The overall goal of the Phase I project was to understand the relationships between initial rock heterogeneity, such as natural fractures, grain inclusions, and anisotropy, and the dynamic propagation properties and static mechanical and hydrological properties of hydraulic fractures in shales. In Phase I, researchers used a combination of high resolution visualization experiments in the laboratory and coupled mechanical-hydrological simulations of the discrete fracturing processes.
The overall goal of the Phase II project is to understand the relationships between the properties of "problematic," ductile, and swelling-clay-rich shales and their impact on the time-dependent fluid/gas transport in the rock matrix and proppant-containing fractures. To accomplish this goal, core-scale laboratory experiments will be conducted under controlled temperature and stress, using several available natural shale samples with different ductility and clay compositions, and numerical modeling of the shale deformation and fluid transport will be performed and checked for accuracy against the laboratory results so that the models can be used for predicting the fluid transport in hydraulic fractures at the block-to-reservoir scales.
Lawrence Berkeley National Laboratory (LBNL)

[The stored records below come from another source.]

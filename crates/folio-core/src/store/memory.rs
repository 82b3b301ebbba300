//! In-memory content store used by the demo build and by tests.

use std::cmp::Ordering;
use std::collections::HashMap;
use std::sync::{PoisonError, RwLock};

use async_trait::async_trait;
use chrono::{DateTime, FixedOffset};
use serde_json::Value;

use super::{
    ContentStore, Direction, Filter, Query, Row, StoreError, StoreResult, Table, prepare_insert,
    prepare_patch, validate_columns,
};

/// Content store holding every table in process memory.
///
/// Ordering follows PostgreSQL defaults (nulls sort last ascending, first
/// descending) so both stores render identically given the same rows.
#[derive(Default)]
pub struct MemoryStore {
    tables: RwLock<HashMap<Table, Vec<Row>>>,
}

impl MemoryStore {
    /// Empty store.
    #[must_use]
    pub fn new() -> Self {
        Self::default()
    }

    /// Store pre-populated with `rows`, bypassing id/timestamp assignment.
    #[must_use]
    pub fn with_rows(rows: impl IntoIterator<Item = (Table, Row)>) -> Self {
        let store = Self::new();
        {
            let mut tables = store.write();
            for (table, row) in rows {
                tables.entry(table).or_default().push(row);
            }
        }
        store
    }

    fn read(&self) -> std::sync::RwLockReadGuard<'_, HashMap<Table, Vec<Row>>> {
        self.tables.read().unwrap_or_else(PoisonError::into_inner)
    }

    fn write(&self) -> std::sync::RwLockWriteGuard<'_, HashMap<Table, Vec<Row>>> {
        self.tables.write().unwrap_or_else(PoisonError::into_inner)
    }
}

fn matches(row: &Row, filters: &[Filter]) -> bool {
    filters.iter().all(|filter| match filter {
        Filter::Eq(column, Value::Null) | Filter::IsNull(column) => {
            row.get(*column).is_none_or(Value::is_null)
        }
        Filter::Eq(column, expected) => row
            .get(*column)
            .is_some_and(|actual| values_equal(actual, expected)),
    })
}

fn values_equal(left: &Value, right: &Value) -> bool {
    match (left, right) {
        (Value::Number(a), Value::Number(b)) => a.as_f64() == b.as_f64(),
        _ => left == right,
    }
}

fn parse_instant(value: &str) -> Option<DateTime<FixedOffset>> {
    DateTime::parse_from_rfc3339(value).ok()
}

fn compare_values(left: Option<&Value>, right: Option<&Value>) -> Ordering {
    let left = left.filter(|value| !value.is_null());
    let right = right.filter(|value| !value.is_null());
    match (left, right) {
        (None, None) => Ordering::Equal,
        (None, Some(_)) => Ordering::Greater,
        (Some(_), None) => Ordering::Less,
        (Some(Value::Number(a)), Some(Value::Number(b))) => a
            .as_f64()
            .partial_cmp(&b.as_f64())
            .unwrap_or(Ordering::Equal),
        (Some(Value::Bool(a)), Some(Value::Bool(b))) => a.cmp(b),
        (Some(Value::String(a)), Some(Value::String(b))) => {
            match (parse_instant(a), parse_instant(b)) {
                (Some(a), Some(b)) => a.cmp(&b),
                _ => a.cmp(b),
            }
        }
        (Some(a), Some(b)) => a.to_string().cmp(&b.to_string()),
    }
}

fn sort_rows(rows: &mut [Row], keys: &[(&'static str, Direction)]) {
    rows.sort_by(|left, right| {
        for (column, direction) in keys {
            let ordering = compare_values(left.get(*column), right.get(*column));
            let ordering = match direction {
                Direction::Asc => ordering,
                Direction::Desc => ordering.reverse(),
            };
            if ordering != Ordering::Equal {
                return ordering;
            }
        }
        Ordering::Equal
    });
}

fn check_unique(table: Table, rows: &[Row], candidate: &Row, skip: Option<usize>) -> StoreResult<()> {
    let columns = std::iter::once("id").chain(table.unique_columns().iter().copied());
    for column in columns {
        let Some(value) = candidate.get(column).filter(|value| !value.is_null()) else {
            continue;
        };
        let clash = rows
            .iter()
            .enumerate()
            .filter(|(index, _)| Some(*index) != skip)
            .any(|(_, row)| row.get(column) == Some(value));
        if clash {
            return Err(StoreError::Conflict { table, column });
        }
    }
    Ok(())
}

#[async_trait]
impl ContentStore for MemoryStore {
    async fn select(&self, query: &Query) -> StoreResult<Vec<Row>> {
        query.validate()?;
        let tables = self.read();
        let mut rows: Vec<Row> = tables
            .get(&query.table())
            .map(|rows| {
                rows.iter()
                    .filter(|row| matches(row, query.filters()))
                    .cloned()
                    .collect()
            })
            .unwrap_or_default();
        sort_rows(&mut rows, query.ordering());
        if let Some(limit) = query.row_limit() {
            rows.truncate(limit);
        }
        Ok(rows)
    }

    async fn count(&self, query: &Query) -> StoreResult<u64> {
        query.validate()?;
        let tables = self.read();
        let count = tables.get(&query.table()).map_or(0, |rows| {
            rows.iter().filter(|row| matches(row, query.filters())).count()
        });
        Ok(u64::try_from(count).unwrap_or(u64::MAX))
    }

    async fn insert(&self, table: Table, row: Row) -> StoreResult<Row> {
        let row = prepare_insert(table, row)?;
        let mut tables = self.write();
        let rows = tables.entry(table).or_default();
        check_unique(table, rows, &row, None)?;
        rows.push(row.clone());
        Ok(row)
    }

    async fn update(&self, query: &Query, patch: Row) -> StoreResult<Vec<Row>> {
        query.validate()?;
        let table = query.table();
        let patch = prepare_patch(table, patch)?;
        let mut tables = self.write();
        let rows = tables.entry(table).or_default();

        let targets: Vec<usize> = rows
            .iter()
            .enumerate()
            .filter(|(_, row)| matches(row, query.filters()))
            .map(|(index, _)| index)
            .collect();

        for index in &targets {
            let mut candidate = rows[*index].clone();
            candidate.extend(patch.clone());
            check_unique(table, rows, &candidate, Some(*index))?;
        }

        let mut updated = Vec::with_capacity(targets.len());
        for index in targets {
            rows[index].extend(patch.clone());
            updated.push(rows[index].clone());
        }
        Ok(updated)
    }

    async fn delete(&self, query: &Query) -> StoreResult<u64> {
        query.validate()?;
        let mut tables = self.write();
        let rows = tables.entry(query.table()).or_default();
        let before = rows.len();
        rows.retain(|row| !matches(row, query.filters()));
        Ok(u64::try_from(before - rows.len()).unwrap_or(u64::MAX))
    }

    async fn upsert(&self, table: Table, row: Row, conflict: &'static str) -> StoreResult<Row> {
        let conflict = table.column(conflict)?;
        validate_columns(table, &row)?;
        let Some(key) = row.get(conflict).cloned() else {
            return Err(StoreError::InvalidRow {
                table,
                reason: "missing_conflict_key",
            });
        };

        let mut tables = self.write();
        let rows = tables.entry(table).or_default();
        match rows
            .iter()
            .position(|candidate| candidate.get(conflict) == Some(&key))
        {
            None => {
                let row = prepare_insert(table, row)?;
                check_unique(table, rows, &row, None)?;
                rows.push(row.clone());
                Ok(row)
            }
            Some(index) => {
                let mut patch = row;
                patch.remove("id");
                patch.remove("created_at");
                let mut candidate = rows[index].clone();
                candidate.extend(prepare_patch(table, patch)?);
                check_unique(table, rows, &candidate, Some(index))?;
                rows[index] = candidate.clone();
                Ok(candidate)
            }
        }
    }
}

#[cfg(test)]
mod tests {
    use super::*;
    use serde_json::json;

    fn row(value: Value) -> Row {
        match value {
            Value::Object(map) => map,
            _ => Row::new(),
        }
    }

    #[tokio::test]
    async fn ordering_follows_postgres_null_placement() {
        let store = MemoryStore::new();
        for year in [json!(2024), json!(null), json!(2025)] {
            store
                .insert(Table::Goals, row(json!({"title": "g", "year": year})))
                .await
                .expect("insert");
        }

        let desc = store
            .select(&Query::from(Table::Goals).order("year", Direction::Desc))
            .await
            .expect("select");
        let years: Vec<Value> = desc.iter().map(|row| row["year"].clone()).collect();
        assert_eq!(years, vec![json!(null), json!(2025), json!(2024)]);

        let asc = store
            .select(&Query::from(Table::Goals).order("year", Direction::Asc))
            .await
            .expect("select");
        assert_eq!(asc.last().map(|row| row["year"].clone()), Some(json!(null)));
    }

    #[tokio::test]
    async fn timestamps_order_chronologically_across_offsets() {
        let store = MemoryStore::with_rows([
            (
                Table::Skills,
                row(json!({"name": "late", "created_at": "2025-01-01T10:00:00+02:00"})),
            ),
            (
                Table::Skills,
                row(json!({"name": "early", "created_at": "2025-01-01T09:00:00+00:00"})),
            ),
        ]);
        let rows = store
            .select(&Query::from(Table::Skills).order("created_at", Direction::Asc))
            .await
            .expect("select");
        assert_eq!(rows[0]["name"], "late");
    }

    #[tokio::test]
    async fn update_touches_only_patched_columns() {
        let store = MemoryStore::new();
        let inserted = store
            .insert(
                Table::Tools,
                row(json!({"name": "Docker", "category": "backend", "is_visible": true})),
            )
            .await
            .expect("insert");
        let id = inserted["id"].as_str().expect("id").to_string();

        let updated = store
            .update(
                &Query::from(Table::Tools).eq("id", id.clone()),
                row(json!({"is_visible": false})),
            )
            .await
            .expect("update");
        assert_eq!(updated.len(), 1);
        assert_eq!(updated[0]["is_visible"], false);
        assert_eq!(updated[0]["name"], "Docker");
        assert_eq!(updated[0]["category"], "backend");
    }

    #[tokio::test]
    async fn upsert_updates_on_conflict_key() {
        let store = MemoryStore::new();
        let first = store
            .upsert(
                Table::SiteSettings,
                row(json!({"key": "site_title", "value": "A", "category": "metadata", "type": "text"})),
                "key",
            )
            .await
            .expect("insert");
        let second = store
            .upsert(
                Table::SiteSettings,
                row(json!({"key": "site_title", "value": "B", "category": "metadata", "type": "text"})),
                "key",
            )
            .await
            .expect("update");
        assert_eq!(first["id"], second["id"]);
        assert_eq!(second["value"], "B");
        assert_eq!(
            store
                .count(&Query::from(Table::SiteSettings))
                .await
                .expect("count"),
            1
        );
    }

    #[tokio::test]
    async fn insert_enforces_unique_columns() {
        let store = MemoryStore::new();
        let section = json!({"section_name": "goals", "is_visible": true, "display_title": "Goals", "order_index": 1});
        store
            .insert(Table::SectionConfig, row(section.clone()))
            .await
            .expect("first insert");
        let err = store
            .insert(Table::SectionConfig, row(section))
            .await
            .expect_err("duplicate rejected");
        assert!(matches!(
            err,
            StoreError::Conflict {
                column: "section_name",
                ..
            }
        ));
    }

    #[tokio::test]
    async fn delete_and_count_respect_filters() {
        let store = MemoryStore::new();
        for name in ["a", "b", "c"] {
            store
                .insert(Table::HeroBadges, row(json!({"text": name, "is_visible": name != "b"})))
                .await
                .expect("insert");
        }
        let visible = Query::from(Table::HeroBadges).eq("is_visible", true);
        assert_eq!(store.count(&visible).await.expect("count"), 2);
        assert_eq!(store.delete(&visible).await.expect("delete"), 2);
        assert_eq!(
            store
                .count(&Query::from(Table::HeroBadges))
                .await
                .expect("count"),
            1
        );
    }

    #[tokio::test]
    async fn unknown_columns_never_reach_rows() {
        let store = MemoryStore::new();
        let err = store
            .insert(Table::Skills, row(json!({"name": "Go", "rating": 5})))
            .await
            .expect_err("unknown column");
        assert!(matches!(err, StoreError::UnknownColumn { .. }));
        assert_eq!(
            store.count(&Query::from(Table::Skills)).await.expect("count"),
            0
        );
    }

    #[tokio::test(flavor = "multi_thread", worker_threads = 4)]
    async fn concurrent_upserts_of_a_new_key_all_succeed() {
        let store = std::sync::Arc::new(MemoryStore::new());
        let tasks: Vec<_> = (0..16)
            .map(|n| {
                let store = std::sync::Arc::clone(&store);
                tokio::spawn(async move {
                    store
                        .upsert(
                            Table::SiteSettings,
                            row(json!({"key": "site_title", "value": format!("v{n}"), "category": "metadata", "type": "text"})),
                            "key",
                        )
                        .await
                })
            })
            .collect();
        for task in tasks {
            task.await.expect("join").expect("upsert");
        }
        assert_eq!(
            store
                .count(&Query::from(Table::SiteSettings))
                .await
                .expect("count"),
            1
        );
    }

    #[tokio::test]
    async fn eq_null_matches_missing_and_null_columns() {
        let store = MemoryStore::with_rows([
            (Table::Goals, row(json!({"title": "missing"}))),
            (Table::Goals, row(json!({"title": "null", "year": null}))),
            (Table::Goals, row(json!({"title": "set", "year": 2025}))),
        ]);
        let by_eq = store
            .count(&Query::from(Table::Goals).eq("year", Value::Null))
            .await
            .expect("count");
        let by_is_null = store
            .count(&Query::from(Table::Goals).is_null("year"))
            .await
            .expect("count");
        assert_eq!(by_eq, 2);
        assert_eq!(by_eq, by_is_null);
    }
}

Hydraulic fracturing is an indispensable tool for enhancing permeability of otherwise very impermeable shales containing oil and gas. For efficient and economical production of oil and gas from low-permeability rock, reservoir stimulation using hydraulic fracturing needs to take advantage of preexisting natural fractures to increase their drainage footprint. Both open and sealed fractures as well as other heterogeneities, such as inclusions and mineral grain boundaries, and anisotropy of the rock fabric play vital roles, because these features interfere with the propagation of hydraulic fractures, causing kinking and branching, and resulting in a complex fracture network. However, how the geometry of the induced fractures--and the mechanical and hydraulic properties of the resulting fracture system--is affected by rock heterogeneity and anisotropy is not well understood, even though increasingly large numbers of hydraulic fractures are introduced in the subsurface, without a clear understanding of how they propagate and evolve in reservoir rock. Furthermore, clay-rich, ductile shales are difficult to fracture, and the hydraulic fractures created in the rock tend to be short and have a smaller surface area. Proppant placed in these fractures tends to be embedded in the soft fracture walls, and the open space created by the fracture can be filled by mobilized clay minerals and by the expanded fracture walls if swelling clays (e.g., smectites, mixed-layer illites) are present in the rock.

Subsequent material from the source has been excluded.